*Problem statement*:
Copy the data exactly.

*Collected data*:
____

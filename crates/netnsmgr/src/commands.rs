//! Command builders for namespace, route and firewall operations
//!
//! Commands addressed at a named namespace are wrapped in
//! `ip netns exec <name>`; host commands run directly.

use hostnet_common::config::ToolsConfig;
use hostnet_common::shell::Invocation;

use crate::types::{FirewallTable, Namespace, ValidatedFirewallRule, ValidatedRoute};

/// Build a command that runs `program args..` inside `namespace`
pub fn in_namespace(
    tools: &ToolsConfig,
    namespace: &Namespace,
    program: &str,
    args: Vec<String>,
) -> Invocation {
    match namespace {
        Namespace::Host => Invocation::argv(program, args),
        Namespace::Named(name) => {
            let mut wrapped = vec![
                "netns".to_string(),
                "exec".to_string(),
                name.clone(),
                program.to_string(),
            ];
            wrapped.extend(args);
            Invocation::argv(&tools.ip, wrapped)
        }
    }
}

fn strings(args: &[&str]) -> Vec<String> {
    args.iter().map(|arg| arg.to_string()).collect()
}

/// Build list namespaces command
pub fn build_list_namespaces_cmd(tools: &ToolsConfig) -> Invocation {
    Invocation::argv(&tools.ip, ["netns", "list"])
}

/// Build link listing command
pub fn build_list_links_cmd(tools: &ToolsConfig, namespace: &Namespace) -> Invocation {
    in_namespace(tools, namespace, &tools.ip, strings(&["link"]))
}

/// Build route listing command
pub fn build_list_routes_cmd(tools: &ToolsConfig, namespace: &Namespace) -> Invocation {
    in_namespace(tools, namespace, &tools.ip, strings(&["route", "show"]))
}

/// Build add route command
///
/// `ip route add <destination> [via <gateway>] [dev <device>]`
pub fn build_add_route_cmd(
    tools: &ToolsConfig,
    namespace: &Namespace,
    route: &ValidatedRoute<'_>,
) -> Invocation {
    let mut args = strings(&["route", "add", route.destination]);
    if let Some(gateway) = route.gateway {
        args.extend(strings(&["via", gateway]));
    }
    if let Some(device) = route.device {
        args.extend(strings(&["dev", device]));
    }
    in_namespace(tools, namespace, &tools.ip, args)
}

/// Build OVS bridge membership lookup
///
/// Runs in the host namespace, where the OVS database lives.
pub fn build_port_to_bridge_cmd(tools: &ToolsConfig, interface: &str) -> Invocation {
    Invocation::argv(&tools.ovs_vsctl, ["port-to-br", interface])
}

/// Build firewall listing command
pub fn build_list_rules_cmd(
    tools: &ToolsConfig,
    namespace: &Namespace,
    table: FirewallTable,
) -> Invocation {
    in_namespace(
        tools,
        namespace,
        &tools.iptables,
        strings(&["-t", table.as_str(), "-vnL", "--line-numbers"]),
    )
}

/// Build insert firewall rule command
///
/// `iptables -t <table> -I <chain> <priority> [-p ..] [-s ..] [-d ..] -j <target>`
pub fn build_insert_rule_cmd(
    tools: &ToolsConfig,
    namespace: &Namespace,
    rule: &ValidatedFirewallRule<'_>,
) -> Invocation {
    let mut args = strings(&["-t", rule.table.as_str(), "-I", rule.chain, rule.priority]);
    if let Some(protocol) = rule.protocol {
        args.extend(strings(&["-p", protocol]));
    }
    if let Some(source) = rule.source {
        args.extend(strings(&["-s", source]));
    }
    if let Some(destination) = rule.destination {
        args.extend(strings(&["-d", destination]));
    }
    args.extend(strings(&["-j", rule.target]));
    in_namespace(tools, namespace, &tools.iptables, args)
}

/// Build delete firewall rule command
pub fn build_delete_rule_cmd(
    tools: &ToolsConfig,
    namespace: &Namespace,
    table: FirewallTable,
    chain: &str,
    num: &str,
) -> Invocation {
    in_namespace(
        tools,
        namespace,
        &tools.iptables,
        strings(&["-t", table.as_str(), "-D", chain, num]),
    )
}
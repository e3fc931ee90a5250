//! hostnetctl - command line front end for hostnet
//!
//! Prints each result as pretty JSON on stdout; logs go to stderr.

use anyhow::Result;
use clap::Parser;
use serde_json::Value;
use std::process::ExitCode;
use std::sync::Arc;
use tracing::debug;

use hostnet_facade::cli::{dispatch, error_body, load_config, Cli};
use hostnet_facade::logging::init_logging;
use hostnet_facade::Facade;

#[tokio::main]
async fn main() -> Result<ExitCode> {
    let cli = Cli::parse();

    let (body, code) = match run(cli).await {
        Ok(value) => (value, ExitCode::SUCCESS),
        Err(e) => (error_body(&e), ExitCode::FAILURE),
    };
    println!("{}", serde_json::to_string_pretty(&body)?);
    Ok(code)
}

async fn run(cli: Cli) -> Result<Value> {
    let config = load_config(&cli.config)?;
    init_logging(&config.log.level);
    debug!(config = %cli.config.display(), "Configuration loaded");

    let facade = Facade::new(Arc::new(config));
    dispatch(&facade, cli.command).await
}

____

*Answer area*:
filename crates/netnsmgr/src/commands.rs
//! Command builders for namespace, route and firewall operations
//!
//! Commands addressed at a named namespace are wrapped in
//! `ip netns exec <name>`; host commands run directly.

use hostnet_common::config::ToolsConfig;
use hostnet_common::shell::Invocation;

use crate::types::{FirewallTable, Namespace, ValidatedFirewallRule, ValidatedRoute};

/// Build a command that runs `program args..` inside `namespace`
pub fn in_namespace(
    tools: &ToolsConfig,
    namespace: &Namespace,
    program: &str,
    args: Vec<String>,
) -> Invocation {
    match namespace {
        Namespace::Host => Invocation::argv(program, args),
        Namespace::Named(name) => {
            let mut wrapped = vec![
                "netns".to_string(),
                "exec".to_string(),
                name.clone(),
                program.to_string(),
            ];
            wrapped.extend(args);
            Invocation::argv(&tools.ip, wrapped)
        }
    }
}

fn strings(args: &[&str]) -> Vec<String> {
    args.iter().map(|arg| arg.to_string()).collect()
}

/// Build list namespaces command
pub fn build_list_namespaces_cmd(tools: &ToolsConfig) -> Invocation {
    Invocation::argv(&tools.ip, ["netns", "list"])
}

/// Build link listing command
pub fn build_list_links_cmd(tools: &ToolsConfig, namespace: &Namespace) -> Invocation {
    in_namespace(tools, namespace, &tools.ip, strings(&["link"]))
}

/// Build route listing command
pub fn build_list_routes_cmd(tools: &ToolsConfig, namespace: &Namespace) -> Invocation {
    in_namespace(tools, namespace, &tools.ip, strings(&["route", "show"]))
}

/// Build add route command
///
/// `ip route add <destination> [via <gateway>] [dev <device>]`
pub fn build_add_route_cmd(
    tools: &ToolsConfig,
    namespace: &Namespace,
    route: &ValidatedRoute<'_>,
) -> Invocation {
    let mut args = strings(&["route", "add", route.destination]);
    if let Some(gateway) = route.gateway {
        args.extend(strings(&["via", gateway]));
    }
    if let Some(device) = route.device {
        args.extend(strings(&["dev", device]));
    }
    in_namespace(tools, namespace, &tools.ip, args)
}

/// Build OVS bridge membership lookup
///
/// Runs in the host namespace, where the OVS database lives.
pub fn build_port_to_bridge_cmd(tools: &ToolsConfig, interface: &str) -> Invocation {
    Invocation::argv(&tools.ovs_vsctl, ["port-to-br", interface])
}

/// Build firewall listing command
pub fn build_list_rules_cmd(
    tools: &ToolsConfig,
    namespace: &Namespace,
    table: FirewallTable,
) -> Invocation {
    in_namespace(
        tools,
        namespace,
        &tools.iptables,
        strings(&["-t", table.as_str(), "-vnL", "--line-numbers"]),
    )
}

/// Build insert firewall rule command
///
/// `iptables -t <table> -I <chain> <priority> [-p ..] [-s ..] [-d ..] -j <target>`
pub fn build_insert_rule_cmd(
    tools: &ToolsConfig,
    namespace: &Namespace,
    rule: &ValidatedFirewallRule<'_>,
) -> Invocation {
    let mut args = strings(&["-t", rule.table.as_str(), "-I", rule.chain, rule.priority]);
    if let Some(protocol) = rule.protocol {
        args.extend(strings(&["-p", protocol]));
    }
    if let Some(source) = rule.source {
        args.extend(strings(&["-s", source]));
    }
    if let Some(destination) = rule.destination {
        args.extend(strings(&["-d", destination]));
    }
    args.extend(strings(&["-j", rule.target]));
    in_namespace(tools, namespace, &tools.iptables, args)
}

/// Build delete firewall rule command
pub fn build_delete_rule_cmd(
    tools: &ToolsConfig,
    namespace: &Namespace,
    table: FirewallTable,
    chain: &str,
    num: &str,
) -> Invocation {
    in_namespace(
        tools,
        namespace,
        &tools.iptables,
        strings(&["-t", table.as_str(), "-D", chain, num]),
    )
}
repository e3fc931ee90a5250
//! hostnetctl - command line front end for hostnet
//!
//! Prints each result as pretty JSON on stdout; logs go to stderr.

use anyhow::Result;
use clap::Parser;
use serde_json::Value;
use std::process::ExitCode;
use std::sync::Arc;
use tracing::debug;

use hostnet_facade::cli::{dispatch, error_body, load_config, Cli};
use hostnet_facade::logging::init_logging;
use hostnet_facade::Facade;

#[tokio::main]
async fn main() -> Result<ExitCode> {
    let cli = Cli::parse();

    let (body, code) = match run(cli).await {
        Ok(value) => (value, ExitCode::SUCCESS),
        Err(e) => (error_body(&e), ExitCode::FAILURE),
    };
    println!("{}", serde_json::to_string_pretty(&body)?);
    Ok(code)
}

async fn run(cli: Cli) -> Result<Value> {
    let config = load_config(&cli.config)?;
    init_logging(&config.log.level);
    debug!(config = %cli.config.display(), "Configuration loaded");

    let facade = Facade::new(Arc::new(config));
    dispatch(&facade, cli.command).await
}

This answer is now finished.